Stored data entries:
*** Block opens ***

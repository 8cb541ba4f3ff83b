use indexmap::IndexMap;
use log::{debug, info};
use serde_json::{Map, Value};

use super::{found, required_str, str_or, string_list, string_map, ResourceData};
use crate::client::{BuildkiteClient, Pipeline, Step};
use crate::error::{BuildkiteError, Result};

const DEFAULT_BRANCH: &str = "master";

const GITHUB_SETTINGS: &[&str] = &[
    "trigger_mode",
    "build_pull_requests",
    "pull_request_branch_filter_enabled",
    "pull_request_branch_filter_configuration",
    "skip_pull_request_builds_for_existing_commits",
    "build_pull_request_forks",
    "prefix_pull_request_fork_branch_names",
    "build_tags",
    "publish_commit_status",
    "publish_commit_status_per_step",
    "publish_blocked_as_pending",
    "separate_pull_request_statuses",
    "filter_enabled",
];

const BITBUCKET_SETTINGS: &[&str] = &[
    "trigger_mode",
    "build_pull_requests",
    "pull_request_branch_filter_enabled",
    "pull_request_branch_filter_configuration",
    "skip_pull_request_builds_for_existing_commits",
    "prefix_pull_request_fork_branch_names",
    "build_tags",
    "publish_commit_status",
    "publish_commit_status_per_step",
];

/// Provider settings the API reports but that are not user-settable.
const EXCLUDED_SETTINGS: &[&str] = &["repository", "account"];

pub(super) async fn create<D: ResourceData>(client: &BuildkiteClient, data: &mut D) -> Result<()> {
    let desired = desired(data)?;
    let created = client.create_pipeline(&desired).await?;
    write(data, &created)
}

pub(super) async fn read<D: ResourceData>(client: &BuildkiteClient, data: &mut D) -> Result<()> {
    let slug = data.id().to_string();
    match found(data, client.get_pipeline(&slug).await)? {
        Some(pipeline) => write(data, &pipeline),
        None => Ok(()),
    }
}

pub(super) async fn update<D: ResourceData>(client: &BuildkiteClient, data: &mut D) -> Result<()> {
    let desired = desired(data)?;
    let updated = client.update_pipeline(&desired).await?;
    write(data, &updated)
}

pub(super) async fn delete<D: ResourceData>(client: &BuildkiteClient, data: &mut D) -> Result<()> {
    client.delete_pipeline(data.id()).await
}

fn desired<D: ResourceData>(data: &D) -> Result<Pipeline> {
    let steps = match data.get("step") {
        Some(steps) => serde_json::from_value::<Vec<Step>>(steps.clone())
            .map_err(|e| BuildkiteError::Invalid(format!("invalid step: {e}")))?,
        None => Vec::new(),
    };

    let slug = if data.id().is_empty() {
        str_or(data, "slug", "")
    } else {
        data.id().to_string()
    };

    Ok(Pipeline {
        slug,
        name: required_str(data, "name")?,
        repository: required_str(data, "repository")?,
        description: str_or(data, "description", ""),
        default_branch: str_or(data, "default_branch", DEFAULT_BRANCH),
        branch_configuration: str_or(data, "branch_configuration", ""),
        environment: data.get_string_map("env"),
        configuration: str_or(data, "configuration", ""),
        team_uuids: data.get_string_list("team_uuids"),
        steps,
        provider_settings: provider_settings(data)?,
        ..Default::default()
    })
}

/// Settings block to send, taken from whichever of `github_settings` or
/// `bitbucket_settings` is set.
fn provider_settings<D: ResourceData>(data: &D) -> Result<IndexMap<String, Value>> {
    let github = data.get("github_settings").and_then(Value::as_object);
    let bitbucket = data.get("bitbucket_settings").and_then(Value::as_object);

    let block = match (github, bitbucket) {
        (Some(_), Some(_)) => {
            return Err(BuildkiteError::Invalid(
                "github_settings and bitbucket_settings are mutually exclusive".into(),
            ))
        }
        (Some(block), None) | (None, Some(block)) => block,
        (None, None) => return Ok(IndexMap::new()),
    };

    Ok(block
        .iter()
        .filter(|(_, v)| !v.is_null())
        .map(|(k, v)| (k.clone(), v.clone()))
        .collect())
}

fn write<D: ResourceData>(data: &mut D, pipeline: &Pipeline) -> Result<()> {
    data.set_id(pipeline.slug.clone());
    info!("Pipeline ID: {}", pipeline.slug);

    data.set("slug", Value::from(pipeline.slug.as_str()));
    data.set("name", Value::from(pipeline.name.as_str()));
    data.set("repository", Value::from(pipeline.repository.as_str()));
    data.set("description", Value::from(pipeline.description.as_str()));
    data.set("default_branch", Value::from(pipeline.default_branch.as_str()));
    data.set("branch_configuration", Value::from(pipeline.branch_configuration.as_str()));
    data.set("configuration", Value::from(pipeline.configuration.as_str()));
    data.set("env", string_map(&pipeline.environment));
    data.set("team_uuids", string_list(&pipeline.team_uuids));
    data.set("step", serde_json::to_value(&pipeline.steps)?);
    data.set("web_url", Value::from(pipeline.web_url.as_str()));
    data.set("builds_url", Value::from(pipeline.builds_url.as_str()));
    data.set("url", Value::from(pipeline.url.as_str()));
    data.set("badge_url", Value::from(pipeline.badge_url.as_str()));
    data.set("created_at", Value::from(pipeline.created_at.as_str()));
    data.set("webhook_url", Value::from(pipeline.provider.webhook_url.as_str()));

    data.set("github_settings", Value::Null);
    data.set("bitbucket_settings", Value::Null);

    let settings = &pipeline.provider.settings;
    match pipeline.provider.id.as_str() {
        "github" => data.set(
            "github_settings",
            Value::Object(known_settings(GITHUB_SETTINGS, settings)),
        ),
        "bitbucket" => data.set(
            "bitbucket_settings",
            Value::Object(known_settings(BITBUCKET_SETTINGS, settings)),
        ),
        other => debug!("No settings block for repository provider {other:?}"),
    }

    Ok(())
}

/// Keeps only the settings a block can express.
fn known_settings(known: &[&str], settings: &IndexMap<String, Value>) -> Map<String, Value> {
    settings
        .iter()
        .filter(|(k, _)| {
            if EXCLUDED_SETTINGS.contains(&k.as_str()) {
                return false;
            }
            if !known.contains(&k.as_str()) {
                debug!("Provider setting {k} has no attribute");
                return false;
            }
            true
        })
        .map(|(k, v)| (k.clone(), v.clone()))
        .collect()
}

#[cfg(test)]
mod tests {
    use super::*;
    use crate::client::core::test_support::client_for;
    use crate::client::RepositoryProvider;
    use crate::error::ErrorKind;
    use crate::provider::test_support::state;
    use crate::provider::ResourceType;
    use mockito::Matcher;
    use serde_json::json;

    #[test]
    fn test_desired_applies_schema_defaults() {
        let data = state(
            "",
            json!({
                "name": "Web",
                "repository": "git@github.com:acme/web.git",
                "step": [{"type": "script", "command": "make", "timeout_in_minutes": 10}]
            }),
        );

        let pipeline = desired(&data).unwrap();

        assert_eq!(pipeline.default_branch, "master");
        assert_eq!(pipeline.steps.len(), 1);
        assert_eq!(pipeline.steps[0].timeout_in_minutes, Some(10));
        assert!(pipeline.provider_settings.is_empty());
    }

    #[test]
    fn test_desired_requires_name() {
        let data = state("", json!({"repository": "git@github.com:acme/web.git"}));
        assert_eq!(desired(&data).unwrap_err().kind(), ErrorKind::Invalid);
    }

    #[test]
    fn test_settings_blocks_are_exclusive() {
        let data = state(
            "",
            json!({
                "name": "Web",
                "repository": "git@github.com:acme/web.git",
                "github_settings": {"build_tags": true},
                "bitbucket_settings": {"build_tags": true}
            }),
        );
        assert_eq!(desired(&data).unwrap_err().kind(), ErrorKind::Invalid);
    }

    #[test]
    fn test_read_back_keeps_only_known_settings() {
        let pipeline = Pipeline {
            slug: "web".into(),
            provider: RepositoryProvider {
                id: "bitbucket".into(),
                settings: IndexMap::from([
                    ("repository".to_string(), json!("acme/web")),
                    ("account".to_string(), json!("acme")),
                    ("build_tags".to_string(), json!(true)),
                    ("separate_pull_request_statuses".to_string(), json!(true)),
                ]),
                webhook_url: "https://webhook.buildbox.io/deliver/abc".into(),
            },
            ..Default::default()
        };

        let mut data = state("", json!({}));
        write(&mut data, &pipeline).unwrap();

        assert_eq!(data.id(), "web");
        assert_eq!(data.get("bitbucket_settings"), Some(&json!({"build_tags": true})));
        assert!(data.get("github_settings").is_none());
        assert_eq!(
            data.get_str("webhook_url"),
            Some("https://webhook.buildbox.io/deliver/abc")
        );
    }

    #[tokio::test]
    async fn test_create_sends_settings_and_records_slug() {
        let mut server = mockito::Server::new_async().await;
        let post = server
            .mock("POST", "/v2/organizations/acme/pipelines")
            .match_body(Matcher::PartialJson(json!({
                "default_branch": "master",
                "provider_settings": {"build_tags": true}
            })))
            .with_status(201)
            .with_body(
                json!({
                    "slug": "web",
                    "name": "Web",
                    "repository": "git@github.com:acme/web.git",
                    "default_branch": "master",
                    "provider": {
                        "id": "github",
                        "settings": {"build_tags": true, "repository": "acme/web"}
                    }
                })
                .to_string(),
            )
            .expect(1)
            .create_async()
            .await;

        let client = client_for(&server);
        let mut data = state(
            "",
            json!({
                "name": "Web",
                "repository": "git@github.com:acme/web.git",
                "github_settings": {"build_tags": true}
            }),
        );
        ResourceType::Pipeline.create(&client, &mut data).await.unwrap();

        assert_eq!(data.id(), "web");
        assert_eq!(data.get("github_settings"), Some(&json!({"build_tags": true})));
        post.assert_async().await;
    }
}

*** Block closes ***
*** Block opens ***

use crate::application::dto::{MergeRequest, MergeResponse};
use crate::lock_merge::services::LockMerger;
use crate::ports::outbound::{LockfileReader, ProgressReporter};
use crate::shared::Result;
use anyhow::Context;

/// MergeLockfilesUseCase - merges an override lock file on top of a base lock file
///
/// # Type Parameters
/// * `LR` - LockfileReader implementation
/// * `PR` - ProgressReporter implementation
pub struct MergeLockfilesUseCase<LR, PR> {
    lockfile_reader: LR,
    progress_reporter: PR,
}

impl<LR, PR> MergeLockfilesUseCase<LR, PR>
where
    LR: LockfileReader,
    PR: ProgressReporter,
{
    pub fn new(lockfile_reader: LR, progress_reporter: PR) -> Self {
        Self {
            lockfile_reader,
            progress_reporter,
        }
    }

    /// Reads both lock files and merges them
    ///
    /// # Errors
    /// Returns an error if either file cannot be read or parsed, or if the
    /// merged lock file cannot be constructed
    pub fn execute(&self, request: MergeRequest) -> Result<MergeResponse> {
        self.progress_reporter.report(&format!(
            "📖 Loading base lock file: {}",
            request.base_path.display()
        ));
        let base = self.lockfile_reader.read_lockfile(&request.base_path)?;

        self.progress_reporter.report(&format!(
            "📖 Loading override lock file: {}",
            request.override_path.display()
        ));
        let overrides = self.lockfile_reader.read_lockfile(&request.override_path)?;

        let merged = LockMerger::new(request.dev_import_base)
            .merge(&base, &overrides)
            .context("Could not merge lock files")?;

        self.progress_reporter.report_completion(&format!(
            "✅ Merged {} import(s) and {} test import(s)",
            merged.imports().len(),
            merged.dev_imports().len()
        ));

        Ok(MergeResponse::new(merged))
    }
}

*** Block closes ***

§ **EXERCISE**: From the records above, extract exactly and only the lines that begin at the line with "settings block for" and stop after the line with "use crate::provider::test_support::state;".

§ **ANSWER TO THIS PROBLEM**:
        other => debug!("No settings block for repository provider {other:?}"),
    }

    Ok(())
}

/// Keeps only the settings a block can express.
fn known_settings(known: &[&str], settings: &IndexMap<String, Value>) -> Map<String, Value> {
    settings
        .iter()
        .filter(|(k, _)| {
            if EXCLUDED_SETTINGS.contains(&k.as_str()) {
                return false;
            }
            if !known.contains(&k.as_str()) {
                debug!("Provider setting {k} has no attribute");
                return false;
            }
            true
        })
        .map(|(k, v)| (k.clone(), v.clone()))
        .collect()
}

#[cfg(test)]
mod tests {
    use super::*;
    use crate::client::core::test_support::client_for;
    use crate::client::RepositoryProvider;
    use crate::error::ErrorKind;
    use crate::provider::test_support::state;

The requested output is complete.